Soon the church building was complete and preparations were made for the opening.


A Building Of Our Own

The church building was designed by Lance Brune as a multi-purpose hall with associated rooms. It was to be part of a master plan involving a chapel and more classrooms to be built at a later date.


Built by Neil Bright, the building was ready for the commencement of the first full-time Minister, Ray Ewers, in November 1958.


A Harmonious Family

In the early days of the church there was a great oneness between all its members. Many working bees were held with the men cementing the pavement around the church, creating a car park, laying the tennis courts, and planting trees and shrubs. While the men were working outside, the women were busy sewing the curtains for the church, and providing refreshments for the men doing the heavier work. This sense of family has continued to the present time.


Working bees were family days. The children joined in wherever possible and those days are viewed with great satisfaction.


When the manse was to be built, Guilf Pederson, who was in the building trade, was appointed overseer on behalf of the Board to keep in contact with the builder and the building. Guilf remembers checking on the Manse building foundations. After six men had worked all day setting out and digging foundations, he found they had it on the wrong block. Lucky for them Guilf inspected it before the foundations had been poured!


Through The Years

Because of the rapid growth of the Kindergarten Department of the Sunday School, it became necessary to build a hall and this was completed in 1961.

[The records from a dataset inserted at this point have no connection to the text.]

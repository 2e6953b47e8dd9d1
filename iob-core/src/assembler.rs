//! # Montagem BIO
//!
//! Transforma uma sequência de tokens em exatamente uma [`TaggedToken`] por token,
//! na ordem original. Dois modos:
//!
//! - **Golden**: spans de entidade já localizados ([`crate::span`]) viram `B-`/`I-`;
//!   o resto é `O`.
//! - **Automático**: predições IOB de um [`crate::tagger::Tagger`] são reformatadas,
//!   preservando o prefixo e mapeando apenas o tipo.
//!
//! Com `split_sentences`, o último token de cada sentença recebe a marca de
//! quebra de segmento (uma linha em branco na saída).

use crate::mapping::TokenMapper;
use crate::span::EntitySpan;
use crate::tagger::{Iob, RawTaggedToken, Tag, TaggedToken};
use crate::tokenizer::Token;

/// Montador BIO; carrega apenas a opção de quebra de sentença.
#[derive(Debug, Clone, Copy, Default)]
pub struct BioAssembler {
    pub split_sentences: bool,
}

impl BioAssembler {
    pub fn new(split_sentences: bool) -> Self {
        Self { split_sentences }
    }

    /// Modo golden: `sentences` é a tokenização do segmento agrupada por sentença,
    /// `spans` os intervalos disjuntos sobre os índices globais.
    ///
    /// # Panics
    /// Se dois spans cobrem o mesmo token ou um span sai da sequência. O
    /// localizador garante ambos por construção; violá-los é erro de programação.
    pub fn assemble_golden(&self, sentences: &[Vec<Token>], spans: &[EntitySpan]) -> Vec<TaggedToken> {
        let total: usize = sentences.iter().map(Vec::len).sum();
        let mut tags = vec![Tag::Outside; total];
        let mut covered = vec![false; total];

        for span in spans {
            assert!(
                span.start < span.end && span.end <= total,
                "span [{}, {}) fora da sequência de {} tokens",
                span.start,
                span.end,
                total
            );
            for i in span.start..span.end {
                assert!(!covered[i], "spans sobrepostos no token {}", i);
                covered[i] = true;
                tags[i] = if i == span.start {
                    Tag::Begin(span.label.clone())
                } else {
                    Tag::Inside(span.label.clone())
                };
            }
        }

        let mut tags = tags.into_iter();
        let mut out = Vec::with_capacity(total);
        for sentence in sentences {
            let last = sentence.len().saturating_sub(1);
            for (i, token) in sentence.iter().enumerate() {
                out.push(TaggedToken {
                    text: token.text.clone(),
                    tag: tags.next().unwrap_or(Tag::Outside),
                    segment_break: self.split_sentences && i == last,
                });
            }
        }
        out
    }

    /// Modo automático: reformata predições IOB, mapeando o tipo pelo `mapper`.
    ///
    /// `B`/`I` sem tipo viram `O`; não há busca de spans neste modo.
    pub fn assemble_automatic(&self, raw: &[RawTaggedToken], mapper: &TokenMapper) -> Vec<TaggedToken> {
        raw.iter()
            .map(|token| {
                let tag = match token.iob {
                    Iob::O => Tag::Outside,
                    _ if token.entity_type.is_empty() => Tag::Outside,
                    Iob::B => Tag::Begin(mapper.map(&token.entity_type).to_string()),
                    Iob::I => Tag::Inside(mapper.map(&token.entity_type).to_string()),
                };
                TaggedToken {
                    text: token.text.clone(),
                    tag,
                    segment_break: self.split_sentences && token.sentence_end,
                }
            })
            .collect()
    }
}

/// Junta as linhas de saída de um documento.
///
/// O documento inteiro é aparado, de modo que a quebra do último segmento não
/// deixa uma linha em branco pendurada no fim do arquivo.
pub fn render(tagged: &[TaggedToken], sep: &str) -> String {
    let lines: Vec<String> = tagged.iter().map(|t| t.line(sep)).collect();
    lines.join("\n").trim().to_string()
}

#[cfg(test)]
mod tests {
    use super::*;
    use crate::tagger::tags_to_spans;
    use crate::tokenizer::{StandardTokenizer, Tokenizer};

    fn raw(text: &str, iob: Iob, ty: &str, end: bool) -> RawTaggedToken {
        RawTaggedToken {
            text: text.into(),
            iob,
            entity_type: ty.into(),
            sentence_end: end,
        }
    }

    fn span(start: usize, end: usize, label: &str) -> EntitySpan {
        EntitySpan { start, end, label: label.into() }
    }

    #[test]
    fn test_golden_round_trip() {
        let tokens = StandardTokenizer.tokenize("John Smith works at Acme");
        let spans = [span(0, 2, "PER"), span(4, 5, "ORG")];
        let tagged = BioAssembler::default().assemble_golden(&[tokens], &spans);
        assert_eq!(
            render(&tagged, "\t"),
            "John\tB-PER\nSmith\tI-PER\nworks\tO\nat\tO\nAcme\tB-ORG"
        );
    }

    #[test]
    fn test_golden_coverage_and_contiguity() {
        let sentences = StandardTokenizer.sentences("A b c d. E f g h i.");
        let total: usize = sentences.iter().map(Vec::len).sum();
        let spans = [span(0, 1, "X"), span(1, 3, "X"), span(5, 8, "Y")];
        let tagged = BioAssembler::new(true).assemble_golden(&sentences, &spans);
        assert_eq!(tagged.len(), total);

        // Spans adjacentes de mesmo rótulo ainda começam com B-
        assert_eq!(tags_to_spans(&tagged), spans.to_vec());
        for pair in tagged.windows(2) {
            assert!(Tag::is_valid_transition(&pair[0].tag, &pair[1].tag));
        }
    }

    #[test]
    #[should_panic(expected = "sobrepostos")]
    fn test_golden_overlap_panics() {
        let tokens = StandardTokenizer.tokenize("a b c");
        BioAssembler::default().assemble_golden(&[tokens], &[span(0, 2, "X"), span(1, 3, "Y")]);
    }

    #[test]
    fn test_segment_breaks() {
        let sentences = vec![
            StandardTokenizer.tokenize("Hi"),
            StandardTokenizer.tokenize("Bye"),
        ];
        let with = BioAssembler::new(true).assemble_golden(&sentences, &[]);
        assert!(with.iter().all(|t| t.segment_break));
        assert_eq!(with[0].line("\t"), "Hi\tO\n");

        let without = BioAssembler::new(false).assemble_golden(&sentences, &[]);
        assert!(without.iter().all(|t| !t.segment_break));
        assert_eq!(render(&without, "\t"), "Hi\tO\nBye\tO");
        // A última quebra é aparada do documento
        assert_eq!(render(&with, "\t"), "Hi\tO\n\nBye\tO");
    }

    #[test]
    fn test_automatic_maps_type_and_keeps_prefix() {
        let mapper: TokenMapper = [("PERSON", "PER"), ("GPE", "LOC")].into_iter().collect();
        let input = [
            raw("Ana", Iob::B, "PERSON", false),
            raw("Lima", Iob::I, "PERSON", false),
            raw("in", Iob::O, "", false),
            raw("Lisbon", Iob::B, "GPE", false),
            raw("Q3", Iob::B, "DATE", false),
            raw(".", Iob::O, "", true),
        ];
        let tagged = BioAssembler::new(true).assemble_automatic(&input, &mapper);
        let tags: Vec<String> = tagged.iter().map(|t| t.tag.label()).collect();
        assert_eq!(tags, ["B-PER", "I-PER", "O", "B-LOC", "B-DATE", "O"]);
        assert!(tagged[5].segment_break);
        assert!(!tagged[3].segment_break);
    }

    #[test]
    fn test_automatic_untyped_prefix_is_outside() {
        let tagged = BioAssembler::default()
            .assemble_automatic(&[raw("x", Iob::B, "", false)], &TokenMapper::default());
        assert_eq!(tagged[0].tag, Tag::Outside);
    }

    #[test]
    fn test_automatic_segment_flag_off() {
        let tagged = BioAssembler::new(false)
            .assemble_automatic(&[raw("Hi", Iob::O, "", true)], &TokenMapper::default());
        assert!(!tagged[0].segment_break);
    }
}
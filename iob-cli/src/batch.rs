//! Processamento em lote dos arquivos de entrada
//!
//! Cada arquivo vira um irmão com extensão `.iob`. A saída é montada inteira em
//! memória e só é gravada quando o arquivo foi convertido sem erro; nenhum
//! arquivo parcial fica para trás.

use std::fs::File;
use std::io::Write;
use std::path::{Path, PathBuf};

use iob_core::tagger::tags_to_spans;
use iob_core::{render, AlignmentPipeline, IobError, Result};
use tracing::{error, info};

/// Resultado de um lote que não foi abortado.
#[derive(Debug, Default)]
pub struct BatchReport {
    pub converted: Vec<PathBuf>,
    /// Arquivos que falharam por E/S; o lote continuou.
    pub failed: Vec<(PathBuf, IobError)>,
}

impl BatchReport {
    pub fn is_success(&self) -> bool {
        self.failed.is_empty()
    }
}

/// Caminho de saída: a extensão da entrada é trocada por `.iob`.
pub fn output_path(input: &Path) -> PathBuf {
    input.with_extension("iob")
}

/// Converte os arquivos em ordem.
///
/// Erros de E/S são registrados e o lote segue; erros de alinhamento ou de
/// extração abortam o lote e são devolvidos ao chamador.
pub fn run_batch(pipeline: &AlignmentPipeline, files: &[PathBuf]) -> Result<BatchReport> {
    let mut report = BatchReport::default();

    for input in files {
        info!("Processando {}", input.display());
        match convert_file(pipeline, input) {
            Ok(output) => report.converted.push(output),
            Err(e) if e.is_file_local() => {
                error!("{}", e);
                report.failed.push((input.clone(), e));
            }
            Err(e) => return Err(e),
        }
    }

    Ok(report)
}

/// Converte um arquivo e grava a saída, devolvendo o caminho gravado.
pub fn convert_file(pipeline: &AlignmentPipeline, input: &Path) -> Result<PathBuf> {
    let output = output_path(input);
    if output == input {
        return Err(IobError::io(
            input,
            std::io::Error::new(
                std::io::ErrorKind::InvalidInput,
                "a entrada já tem extensão .iob e seria sobrescrita",
            ),
        ));
    }

    let text = std::fs::read_to_string(input).map_err(|e| IobError::io(input, e))?;
    let tagged = pipeline.process_document(&text)?;
    let entities = tags_to_spans(&tagged).len();
    let iob = render(&tagged, &pipeline.config().general.iob_separator);

    write_output(&output, &iob)?;
    info!(tokens = tagged.len(), entities, "Gravado {}", output.display());
    Ok(output)
}

fn write_output(path: &Path, content: &str) -> Result<()> {
    let written = File::create(path).and_then(|mut file| {
        writeln!(file, "{}", content)?;
        file.flush()
    });
    if let Err(e) = written {
        // Remove o que tiver sido gravado pela metade
        let _ = std::fs::remove_file(path);
        return Err(IobError::io(path, e));
    }
    Ok(())
}

#[cfg(test)]
mod tests {
    use super::*;
    use iob_core::{Config, InputFormat, RunOptions, SourceMode};

    fn golden() -> AlignmentPipeline {
        let options = RunOptions { source: SourceMode::Golden, format: InputFormat::Markup };
        AlignmentPipeline::new(Config::default(), options).unwrap()
    }

    #[test]
    fn test_output_path() {
        assert_eq!(output_path(Path::new("corpus/dev.xml")), PathBuf::from("corpus/dev.iob"));
        assert_eq!(output_path(Path::new("notes")), PathBuf::from("notes.iob"));
    }

    #[test]
    fn test_convert_file_writes_iob() {
        let dir = tempfile::tempdir().unwrap();
        let input = dir.path().join("dev.xml");
        std::fs::write(
            &input,
            r#"<c><q><entity type="person">John Smith</entity> works at <entity type="org">Acme</entity></q></c>"#,
        )
        .unwrap();

        let output = convert_file(&golden(), &input).unwrap();
        assert_eq!(output, dir.path().join("dev.iob"));
        let content = std::fs::read_to_string(&output).unwrap();
        assert_eq!(content, "John\tB-PER\nSmith\tI-PER\nworks\tO\nat\tO\nAcme\tB-ORG\n");
    }

    #[test]
    fn test_alignment_failure_leaves_no_output_and_aborts_batch() {
        let dir = tempfile::tempdir().unwrap();
        // "Covid-19" é um único token; a menção "19" não alinha
        let bad = dir.path().join("bad.xml");
        std::fs::write(&bad, r#"<q>Covid-<entity type="misc">19</entity> spread</q>"#).unwrap();
        let good = dir.path().join("good.xml");
        std::fs::write(&good, "<q>fine</q>").unwrap();

        let err = run_batch(&golden(), &[bad.clone(), good.clone()]).unwrap_err();
        assert!(matches!(err, IobError::Alignment { .. }));
        assert_eq!(err.exit_code(), 3);
        assert!(!output_path(&bad).exists());
        assert!(!output_path(&good).exists());
    }

    #[test]
    fn test_io_failure_continues_batch() {
        let dir = tempfile::tempdir().unwrap();
        let missing = dir.path().join("missing.xml");
        let good = dir.path().join("good.xml");
        std::fs::write(&good, "<q>fine</q>").unwrap();

        let report = run_batch(&golden(), &[missing.clone(), good.clone()]).unwrap();
        assert!(!report.is_success());
        assert_eq!(report.failed.len(), 1);
        assert_eq!(report.failed[0].0, missing);
        assert_eq!(report.converted, vec![output_path(&good)]);
        assert_eq!(std::fs::read_to_string(output_path(&good)).unwrap(), "fine\tO\n");
    }

    #[test]
    fn test_iob_input_is_not_overwritten() {
        let dir = tempfile::tempdir().unwrap();
        let input = dir.path().join("already.iob");
        std::fs::write(&input, "<q>x</q>").unwrap();
        let err = convert_file(&golden(), &input).unwrap_err();
        assert!(err.is_file_local());
        assert_eq!(std::fs::read_to_string(&input).unwrap(), "<q>x</q>");
    }
}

In 1964 a temporary galvanized building was erected north of the Kinder Hall. This was used to house the Youth Department of the Sunday School. It was later removed.


The foyer and minister's office were added in 1982. The large garage that was built to house the large Sunday School Anniversary platform was later converted to an Op Shop called "The Boomerang Centre".


Further expansion of the worship hall is limited by the amount of on-site parking spaces. This prompted in 1997 the commencement of an additional morning service.


Mobile Mission Maintenance constructed the storeroom on the western side of the church building. They were ably assisted by those men of the church who faithfully undertake maintenance tasks throughout the year. In 1998 an area previously used to store cleaning equipment was converted into a toilet for disabled people.


And Now?

In 2003 we completed a major building renovation, which has really enhanced our mission into the community. Since then we have been a congregation that is strong in prayer and growing by the power of God amongst us. 


We have continued to reach out to the local and global community, growing our contact with the local community through outreach's like Girls Brigade and the Boomerang Centre (Op Shop), and Cafe Hope.


Many lives have been touched over the years as we continue to seek to be a beacon of hope around us.